Oltre a collaborare per il brano di Salmo Don Medellín, insieme a Machete Rose Villain pubblica anche un singolo a suo nome, Get the Fuck Out of My Pool. «Ricorderò per sempre il giorno in cui è uscito il video», racconta. «Ero a Milano, era il mio compleanno, e all’improvviso ho ricevuto una chiamata da New York. Era un discografico di Republic Records: mi diceva che aveva sentito la mia musica e voleva conoscermi, e se per favore potevo tornare a New York al più presto». Nel giro di poche settimane, Rose diventa la prima artista italiana a firmare direttamente con Republic, la stessa etichetta di Ariana Grande, Florence + the Machine, Taylor Swift, Post Malone e tanti altri. Ma questa volta la favola non è a lieto fine. «Da una parte è stato incredibile: mi invitavano nei backstage o alle feste più esclusive, come l’afterparty degli MTV Video Music Awards, dove magari mi trovavo seduta vicino a superstar come Shawn Mendes». Dal punto di vista musicale, però, viene assegnata a un A&R vecchia scuola che vorrebbe cambiare il suo progetto. «Mi chiedeva di abbandonare la vena dark e trasformarmi in una pop star per ragazzine. Non faceva proprio per me. Ho capito che un musicista dovrebbe pensare prima all’arte, sempre: le persone giuste per veicolarla arriveranno strada facendo».

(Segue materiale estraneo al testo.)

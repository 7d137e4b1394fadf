//! State machine for the migration execution form.

use std::collections::BTreeMap;
use std::sync::Arc;

use tracing::error;

use crate::catalog::{self, CriteriaFieldDescriptor};
use crate::client::api_client::ApiClient;
use crate::client::executor::ExecutionBackend;
use crate::model::migration::MigrationResult;

/// Raw values of the ten execution-form inputs.
#[derive(Clone, Debug, Default)]
pub struct MigrationConfigForm {
    pub source_db_server: String,
    pub source_db_name: String,
    pub target_db_name: String,
    pub etl_db_name: String,
    pub agreement: String,
    pub export_criteria: String,
    pub selection_parameter: String,
    pub export_directory: String,
    pub log_directory: String,
    pub agreement_notes: String,
}

/// Form input identifiers, used as validation-error keys.
#[derive(Clone, Copy, Debug, PartialEq, Eq, PartialOrd, Ord)]
pub enum FormField {
    SourceDbServer,
    SourceDbName,
    TargetDbName,
    EtlDbName,
    Agreement,
    ExportCriteria,
    SelectionParameter,
    ExportDirectory,
    LogDirectory,
    AgreementNotes,
}

impl FormField {
    pub fn as_str(&self) -> &'static str {
        match self {
            FormField::SourceDbServer => "sourceDbServer",
            FormField::SourceDbName => "sourceDbName",
            FormField::TargetDbName => "targetDbName",
            FormField::EtlDbName => "etlDbName",
            FormField::Agreement => "agreement",
            FormField::ExportCriteria => "exportCriteria",
            FormField::SelectionParameter => "selectionParameter",
            FormField::ExportDirectory => "exportDirectory",
            FormField::LogDirectory => "logDirectory",
            FormField::AgreementNotes => "agreementNotes",
        }
    }
}

/// An in-progress description edit.
#[derive(Clone, Debug)]
pub struct DescriptionEdit {
    pub record_id: i32,
    pub buffer: String,
}

/// Drives the execution form: field edits, submit validation, the simulated
/// execution, and inline description editing of history records.
pub struct FormController {
    values: MigrationConfigForm,
    errors: BTreeMap<FormField, String>,
    editing: Option<DescriptionEdit>,
    in_flight: bool,
    last_result: Option<MigrationResult>,
    client: Arc<ApiClient>,
    backend: Arc<dyn ExecutionBackend>,
}

impl FormController {
    pub fn new(client: Arc<ApiClient>, backend: Arc<dyn ExecutionBackend>) -> Self {
        Self {
            values: MigrationConfigForm::default(),
            errors: BTreeMap::new(),
            editing: None,
            in_flight: false,
            last_result: None,
            client,
            backend,
        }
    }

    pub fn values(&self) -> &MigrationConfigForm {
        &self.values
    }

    pub fn errors(&self) -> &BTreeMap<FormField, String> {
        &self.errors
    }

    pub fn is_in_flight(&self) -> bool {
        self.in_flight
    }

    pub fn last_result(&self) -> Option<&MigrationResult> {
        self.last_result.as_ref()
    }

    pub fn clear_result(&mut self) {
        self.last_result = None;
    }

    /// Overwrite one field's value. Validation errors stay as they are until
    /// the next submit; changing the criteria never clears a previously
    /// entered selection parameter.
    pub fn set_field(&mut self, field: FormField, value: impl Into<String>) {
        let value = value.into();

        match field {
            FormField::SourceDbServer => self.values.source_db_server = value,
            FormField::SourceDbName => self.values.source_db_name = value,
            FormField::TargetDbName => self.values.target_db_name = value,
            FormField::EtlDbName => self.values.etl_db_name = value,
            FormField::Agreement => self.values.agreement = value,
            FormField::ExportCriteria => self.values.export_criteria = value,
            FormField::SelectionParameter => self.values.selection_parameter = value,
            FormField::ExportDirectory => self.values.export_directory = value,
            FormField::LogDirectory => self.values.log_directory = value,
            FormField::AgreementNotes => self.values.agreement_notes = value,
        }
    }

    /// The selection-parameter sub-field descriptor for the current criteria,
    /// or `None` when the sub-field is hidden.
    pub fn selection_parameter_field(&self) -> Option<&'static CriteriaFieldDescriptor> {
        catalog::criteria_field(&self.values.export_criteria)
    }

    fn validate(values: &MigrationConfigForm) -> BTreeMap<FormField, String> {
        let mut errors = BTreeMap::new();

        let required = [
            (
                FormField::SourceDbServer,
                &values.source_db_server,
                "Source DB Server",
            ),
            (
                FormField::SourceDbName,
                &values.source_db_name,
                "Source DB Name",
            ),
            (
                FormField::TargetDbName,
                &values.target_db_name,
                "Target DB Name",
            ),
            (FormField::EtlDbName, &values.etl_db_name, "ETL DB Name"),
            (FormField::Agreement, &values.agreement, "Agreement"),
            (
                FormField::ExportCriteria,
                &values.export_criteria,
                "Selection Query",
            ),
        ];

        for (field, value, label) in required {
            if value.is_empty() {
                errors.insert(field, format!("{} is required", label));
            }
        }

        if let Some(descriptor) = catalog::criteria_field(&values.export_criteria) {
            if descriptor.required && values.selection_parameter.is_empty() {
                errors.insert(
                    FormField::SelectionParameter,
                    format!("{} is required", descriptor.label),
                );
            }
        }

        errors
    }

    /// Validate and, when valid, run the execution backend.
    ///
    /// On validation failure the per-field errors are populated, nothing else
    /// happens, and `None` is returned. On success the prior result is
    /// cleared before the run and the outcome is stored and returned.
    pub async fn submit(&mut self) -> Option<MigrationResult> {
        self.errors = Self::validate(&self.values);

        if !self.errors.is_empty() {
            return None;
        }

        self.last_result = None;
        self.in_flight = true;

        let result = self.backend.execute(&self.values).await;

        self.in_flight = false;
        self.last_result = Some(result.clone());

        Some(result)
    }

    pub fn editing(&self) -> Option<&DescriptionEdit> {
        self.editing.as_ref()
    }

    /// Enter editing mode for a record, seeding the buffer with its current
    /// description.
    pub fn begin_edit_description(&mut self, record_id: i32, current_description: &str) {
        self.editing = Some(DescriptionEdit {
            record_id,
            buffer: current_description.to_string(),
        });
    }

    pub fn set_edit_buffer(&mut self, text: impl Into<String>) {
        if let Some(edit) = self.editing.as_mut() {
            edit.buffer = text.into();
        }
    }

    /// Persist the edit buffer. Editing mode ends whether or not the update
    /// succeeds; failures are only logged.
    pub async fn save_description(&mut self) {
        let Some(edit) = self.editing.take() else {
            return;
        };

        if let Err(e) = self
            .client
            .update_description(edit.record_id, &edit.buffer)
            .await
        {
            error!(
                "failed to update description for record {}: {}",
                edit.record_id, e
            );
        }
    }

    /// Discard the edit buffer and exit editing mode.
    pub fn cancel_edit(&mut self) {
        self.editing = None;
    }
}

#[cfg(test)]
mod tests {
    use super::*;
    use crate::client::http_client::{HttpClient, HttpClientConfig};

    struct StaticBackend;

    #[async_trait::async_trait]
    impl ExecutionBackend for StaticBackend {
        async fn execute(&self, _form: &MigrationConfigForm) -> MigrationResult {
            MigrationResult {
                record_count: 1200,
                execution_time: 10,
                success: true,
                message: "ok".to_string(),
            }
        }
    }

    // Client pointing at a closed port: store calls fail fast.
    fn unreachable_client() -> Arc<ApiClient> {
        let http_client = HttpClient::new(HttpClientConfig::new("http://127.0.0.1:9")).unwrap();
        Arc::new(ApiClient::new(http_client))
    }

    fn controller() -> FormController {
        FormController::new(unreachable_client(), Arc::new(StaticBackend))
    }

    fn fill_required(form: &mut FormController) {
        form.set_field(FormField::SourceDbServer, "SQL01");
        form.set_field(FormField::SourceDbName, "SRC");
        form.set_field(FormField::TargetDbName, "TGT");
        form.set_field(FormField::EtlDbName, "ETL");
        form.set_field(FormField::Agreement, "provider-import");
        form.set_field(FormField::ExportCriteria, "all-records");
    }

    #[tokio::test]
    async fn test_submit_empty_form_populates_errors() {
        let mut form = controller();

        assert!(form.submit().await.is_none());

        assert_eq!(form.errors().len(), 6);
        assert!(form.errors().contains_key(&FormField::SourceDbServer));
        assert!(form.errors().contains_key(&FormField::ExportCriteria));
        // no criteria selected, so the selection parameter is not required
        assert!(!form.errors().contains_key(&FormField::SelectionParameter));
    }

    #[tokio::test]
    async fn test_submit_valid_form_stores_result() {
        let mut form = controller();
        fill_required(&mut form);

        let result = form.submit().await.expect("valid form should execute");

        assert!(result.success);
        assert!(form.errors().is_empty());
        assert!(!form.is_in_flight());
        assert_eq!(form.last_result(), Some(&result));
    }

    #[tokio::test]
    async fn test_all_records_never_requires_selection_parameter() {
        let mut form = controller();
        fill_required(&mut form);

        assert!(form.selection_parameter_field().is_none());
        assert!(form.submit().await.is_some());
    }

    #[tokio::test]
    async fn test_required_criteria_rejects_empty_selection_parameter() {
        let mut form = controller();
        fill_required(&mut form);
        form.set_field(FormField::ExportCriteria, "by-contract");

        assert!(form.submit().await.is_none());
        assert!(form.errors().contains_key(&FormField::SelectionParameter));

        form.set_field(FormField::SelectionParameter, "CONTRACT001");
        assert!(form.submit().await.is_some());
    }

    #[tokio::test]
    async fn test_incremental_criteria_allows_empty_selection_parameter() {
        let mut form = controller();
        fill_required(&mut form);
        form.set_field(FormField::ExportCriteria, "incremental");

        assert!(form.selection_parameter_field().is_some());
        assert!(form.submit().await.is_some());
    }

    #[tokio::test]
    async fn test_criteria_change_keeps_selection_parameter_value() {
        let mut form = controller();
        form.set_field(FormField::ExportCriteria, "by-contract");
        form.set_field(FormField::SelectionParameter, "CONTRACT001");

        form.set_field(FormField::ExportCriteria, "by-date");

        assert_eq!(form.values().selection_parameter, "CONTRACT001");
        assert_eq!(
            form.selection_parameter_field().unwrap().label,
            "Date Range"
        );
    }

    #[tokio::test]
    async fn test_field_edit_keeps_errors_until_next_submit() {
        let mut form = controller();

        assert!(form.submit().await.is_none());
        let error_count = form.errors().len();

        form.set_field(FormField::SourceDbServer, "SQL01");
        assert_eq!(form.errors().len(), error_count);

        fill_required(&mut form);
        assert!(form.submit().await.is_some());
        assert!(form.errors().is_empty());
    }

    #[tokio::test]
    async fn test_invalid_submit_keeps_previous_result() {
        let mut form = controller();
        fill_required(&mut form);
        form.submit().await.expect("valid form should execute");

        form.set_field(FormField::SourceDbServer, "");
        assert!(form.submit().await.is_none());

        // only a valid submit clears the prior result
        assert!(form.last_result().is_some());
    }

    #[tokio::test]
    async fn test_edit_description_lifecycle() {
        let mut form = controller();

        form.begin_edit_description(7, "initial text");
        assert_eq!(form.editing().unwrap().record_id, 7);
        assert_eq!(form.editing().unwrap().buffer, "initial text");

        form.set_edit_buffer("changed text");
        assert_eq!(form.editing().unwrap().buffer, "changed text");

        form.cancel_edit();
        assert!(form.editing().is_none());
    }

    #[tokio::test]
    async fn test_save_description_exits_editing_even_on_failure() {
        let mut form = controller();

        form.begin_edit_description(7, "text");
        // the client is unreachable, so the update fails and is swallowed
        form.save_description().await;

        assert!(form.editing().is_none());
    }
}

E difatti finalmente arrivano, stavolta da questa sponda dell’Atlantico, dove nel frattempo Slait è stato meritatamente promosso a direttore artistico di Arista Records, un’etichetta di casa Sony. Rose Villain entra nel roster della label e, colpo di scena, dopo anni di brani in inglese comincia a scrivere in italiano, inizialmente per via di un misterioso e importante featuring che ancora non può essere annunciato. «Visto che il risultato ci soddisfava, abbiamo pensato di sfruttare il momento e di provare a prendere questa direzione», spiega. «Sono molto contenta di averlo fatto, perché scrivendo in italiano mi sono usciti alcuni tra i miei pezzi preferiti di sempre. Non è stato facile, però: è più faticoso risultare credibili nella propria lingua, e di fatto ho dovuto reimparare a cantare, perché l’italiano è pieno di vocali aperte, e quindi l’impostazione della voce è completamente diversa rispetto all’inglese». Il risultato, però, è ottimo: prima con Bundy e poi con Il diavolo piange (l’ultimo singolo uscito, appena qualche giorno fa) riesce a fare emergere gli aspetti della sua creatività che le stanno a cuore, con un piglio insolito e assolutamente rinfrescante che le deriva dal suo particolarissimo background. «Abbiamo già molte altre canzoni in cantiere», svela. «Spero davvero di potervele fare ascoltare presto. È un buon momento per le artiste urban, sia in Italia che all’estero. Credo che siamo finalmente pronte per fare il culo ai maschietti».